クロス集計で隠れた関係をあぶり出そう

本記事はスキルチェックリストの[データサイエンス力 No.68]「適切な軸設定でクロス集計表を作成し、属性間のデータの偏りを把握できる」に対応しています。

単純集計とクロス集計

あなたは街頭で飲酒に関するアンケートを取っています。
設問は以下の4つで構成されています。

設問1:性別
設問2:年齢
設問3:家族構成
設問4:お酒を飲むか?

苦労した甲斐もあり、必要な量のアンケート結果を得ることができました。

ではアイさん
この結果を集計してくれますか?

ロボ千代

アイ

はいよー

ここに表

お酒を飲む お酒を飲まない
設問4 46人 54人

アイ

以上です
お疲れさまでした!
ちょっと…
帰らないでください

ロボ千代

この表を見て何を思えと?

ロボ千代

アイ

いや、だから
半々くらいだな〜と…

今回のアンケートでは設問が4つありましたが、1つ1つの設問の結果の回答を集計したり、平均を求めたりすることを「単純集計」といいます。
基礎分析の1つとして単純集計は重要ではありますが、これだけでは次のアクションに結びつけにくいのが現実です。
今回のアイさんの単純集計ではお酒を飲む人と飲まない人がだいたい半々ずついるのはわかりました。ただ、それ以上の情報がありません。

単純集計の次のステップとして「クロス集計」を行ってみましょう。

アイ

クロス…?
「クロス集計」では、設問同士をかけあわせ(クロスさせ)、データを深堀りしていきます

ロボ千代

例えば、
設問4:お酒を飲むか?
という設問に、
設問1:性別
をクロスさせてみます。

具体的には、表の横軸と縦軸にそれぞれ設問4と設問1を設定します。

この表の横軸を「表頭(ひょうとう)」、縦軸を「表側(ひょうそく)」といいます。

ロボ千代

クロス集計(表頭と表側)

設問4だけ見ると、お酒を飲む人、飲まない人はほぼ半々でしたが、「性別」をかけあわせると偏りが見えてきました。

アイ

男性はお酒を飲む人が多いけど、女性は少ないのね
単純集計では見えなかった傾向が、クロス集計により見えてくることも多いんです

ロボ千代

このように「偏り」が明らかになると、次のアクションも考えやすくなります。

このクロス集計では「女性はお酒を飲む人が少ない」という傾向がわかりました。
すると、お酒のシェアを伸ばすために、伸びしろのある女性をターゲットにするという戦略を考えることができます。
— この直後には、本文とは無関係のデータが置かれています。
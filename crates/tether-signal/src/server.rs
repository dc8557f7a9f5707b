//! HTTP and WebSocket server

use std::net::SocketAddr;
use std::sync::Arc;
use std::time::Duration;

use axum::extract::{Path, State};
use axum::http::{header, HeaderMap, StatusCode};
use axum::response::{Html, IntoResponse, Json, Response};
use axum::routing::{get, post};
use axum::Router;
use serde::Serialize;
use tower_http::services::ServeDir;
use tower_http::trace::TraceLayer;
use tracing::{info, warn};

use tether_core::{Admission, Handoff, Meeting, MEETING_TTL};

use crate::auth::require_admin;
use crate::error::ApiError;
use crate::relay::ws_handler;
use crate::state::AppState;

/// Page that opens the relay socket for an admitted visitor
pub const CALL_PAGE: &str = "/call.html";

/// Jitsi URL fragment applied to hand-offs
const JITSI_OPTIONS: &str = "#config.prejoinPageEnabled=true\
&config.startWithAudioMuted=false\
&config.startWithVideoMuted=true\
&interfaceConfig.DISABLE_VIDEO_BACKGROUND=true";

#[derive(Debug, Serialize)]
#[serde(rename_all = "camelCase")]
pub struct InviteResponse {
    pub token: String,
    pub url: String,
    pub meeting_id: String,
    pub meeting_expires_at: u64,
}

#[derive(Debug, Serialize)]
pub struct StatsResponse {
    pub meetings: usize,
    pub tokens: usize,
    pub rooms: usize,
    pub peers: usize,
}

/// Build the router (shared between the binary and tests)
pub fn build_router(state: Arc<AppState>) -> Router {
    let router = Router::new()
        .route("/", get(admin_console))
        .route("/healthz", get(healthz))
        .route("/stats", get(stats))
        .route("/admin/meetings", post(create_meeting))
        .route("/admin/meetings/{id}/invite", post(invite))
        .route("/r/{token}", get(join))
        .route("/ws", get(ws_handler));

    let router = match &state.config.server.public_dir {
        Some(dir) => router.fallback_service(ServeDir::new(dir)),
        None => router,
    };

    router.layer(TraceLayer::new_for_http()).with_state(state)
}

/// Run the server until ctrl-c
pub async fn serve(state: Arc<AppState>) -> std::io::Result<()> {
    let addr = SocketAddr::new(state.config.server.bind, state.config.server.port);
    let listener = tokio::net::TcpListener::bind(addr).await?;
    info!("Tether listening on {}", listener.local_addr()?);

    if state.admin_secret().is_none() {
        warn!("ADMIN_SECRET not set; admin API disabled");
    }

    if let Some(secs) = state.config.access.sweep_interval_secs.filter(|s| *s > 0) {
        spawn_sweeper(state.clone(), Duration::from_secs(secs));
    }

    axum::serve(listener, build_router(state))
        .with_graceful_shutdown(shutdown_signal())
        .await
}

/// Periodically purge expired meetings and tokens
pub fn spawn_sweeper(state: Arc<AppState>, every: Duration) -> tokio::task::JoinHandle<()> {
    info!("Expiry sweep every {:?}", every);
    tokio::spawn(async move {
        let mut interval = tokio::time::interval(every);
        loop {
            interval.tick().await;
            state.gate.sweep(state.now());
        }
    })
}

async fn shutdown_signal() {
    if tokio::signal::ctrl_c().await.is_ok() {
        info!("Shutting down");
    }
}

async fn admin_console() -> Html<&'static str> {
    Html(include_str!("../assets/admin.html"))
}

async fn healthz() -> &'static str {
    "ok"
}

async fn stats(State(state): State<Arc<AppState>>) -> Json<StatsResponse> {
    Json(StatsResponse {
        meetings: state.gate.meetings().len(),
        tokens: state.gate.tokens().len(),
        rooms: state.rooms.room_count(),
        peers: state.rooms.peer_count(),
    })
}

async fn create_meeting(
    State(state): State<Arc<AppState>>,
    headers: HeaderMap,
) -> Result<Json<Meeting>, ApiError> {
    require_admin(state.admin_secret(), &headers)?;

    let meeting = state.gate.meetings().create(
        state.now(),
        MEETING_TTL,
        state.config.access.max_participants,
    )?;
    Ok(Json(meeting))
}

async fn invite(
    State(state): State<Arc<AppState>>,
    Path(id): Path<String>,
    headers: HeaderMap,
) -> Result<Json<InviteResponse>, ApiError> {
    require_admin(state.admin_secret(), &headers)?;

    let (token, meeting) = state.gate.invite(&id, state.now())?;
    Ok(Json(InviteResponse {
        url: format!("{}/r/{}", state.config.server.public_url, token.value),
        token: token.value,
        meeting_id: meeting.meeting_id,
        meeting_expires_at: meeting.expires_at,
    }))
}

async fn join(
    State(state): State<Arc<AppState>>,
    Path(token): Path<String>,
) -> Result<Response, ApiError> {
    let admission = state.gate.admit(&token, state.now())?;
    Ok(handoff(&state.config.server.handoff, &admission))
}

fn handoff(mode: &Handoff, admission: &Admission) -> Response {
    match mode {
        Handoff::Signaling => {
            let location = format!("{}?t={}", CALL_PAGE, admission.token);
            (StatusCode::FOUND, [(header::LOCATION, location)]).into_response()
        }
        Handoff::Jitsi { base_url } => {
            let url = format!(
                "{}/{}{}",
                base_url.trim_end_matches('/'),
                admission.room,
                JITSI_OPTIONS
            );
            Html(format!(
                "<!DOCTYPE html><html><body><h1>Redirecting...</h1>\
                 <a href=\"{url}\">Join meeting</a>\
                 <script>location='{url}'</script></body></html>"
            ))
            .into_response()
        }
    }
}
じゃあ女性に訴求できるお酒ってなんだろうということで、「デザート感覚で飲める」「アルコール度数が低い」「パッケージがかわいい」などいろいろなアイデアにつながりますね。

「設問2:年齢」や「設問3:家族構成」とクロスさせてみると、さらに別の切り口から面白い発見があるかもしれません。